Description of the task: Copy out all lines of the listing below that hold "CreateCartRequest".

Records supplied:
╔══
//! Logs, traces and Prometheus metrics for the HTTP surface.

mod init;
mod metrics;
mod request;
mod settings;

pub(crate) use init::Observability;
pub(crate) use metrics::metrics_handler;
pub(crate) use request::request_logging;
╚══
╔══
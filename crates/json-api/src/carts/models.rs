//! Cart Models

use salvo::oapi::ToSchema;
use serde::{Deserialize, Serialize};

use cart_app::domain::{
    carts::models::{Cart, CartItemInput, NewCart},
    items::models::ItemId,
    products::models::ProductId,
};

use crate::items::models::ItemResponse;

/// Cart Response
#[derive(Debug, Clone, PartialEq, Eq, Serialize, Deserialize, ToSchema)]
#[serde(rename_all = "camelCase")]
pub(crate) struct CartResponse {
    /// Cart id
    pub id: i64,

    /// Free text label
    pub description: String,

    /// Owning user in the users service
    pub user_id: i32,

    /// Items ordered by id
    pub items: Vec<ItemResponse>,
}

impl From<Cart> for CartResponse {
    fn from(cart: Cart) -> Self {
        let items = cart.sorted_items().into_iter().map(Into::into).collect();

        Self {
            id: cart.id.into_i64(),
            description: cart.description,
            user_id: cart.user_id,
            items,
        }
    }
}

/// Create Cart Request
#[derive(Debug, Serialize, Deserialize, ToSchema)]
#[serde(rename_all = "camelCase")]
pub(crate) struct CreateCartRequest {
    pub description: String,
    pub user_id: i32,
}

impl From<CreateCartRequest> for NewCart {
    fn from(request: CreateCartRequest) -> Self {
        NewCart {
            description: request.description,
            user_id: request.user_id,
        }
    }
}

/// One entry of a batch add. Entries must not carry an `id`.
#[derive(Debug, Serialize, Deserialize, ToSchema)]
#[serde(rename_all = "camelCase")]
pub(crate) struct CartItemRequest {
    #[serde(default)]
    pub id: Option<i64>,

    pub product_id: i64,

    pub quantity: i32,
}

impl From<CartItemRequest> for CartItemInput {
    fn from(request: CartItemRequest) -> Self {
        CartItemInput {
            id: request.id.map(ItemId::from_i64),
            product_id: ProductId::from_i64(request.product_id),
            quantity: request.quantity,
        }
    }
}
╚══
Answer for the task:
pub(crate) struct CreateCartRequest {
impl From<CreateCartRequest> for NewCart {
    fn from(request: CreateCartRequest) -> Self {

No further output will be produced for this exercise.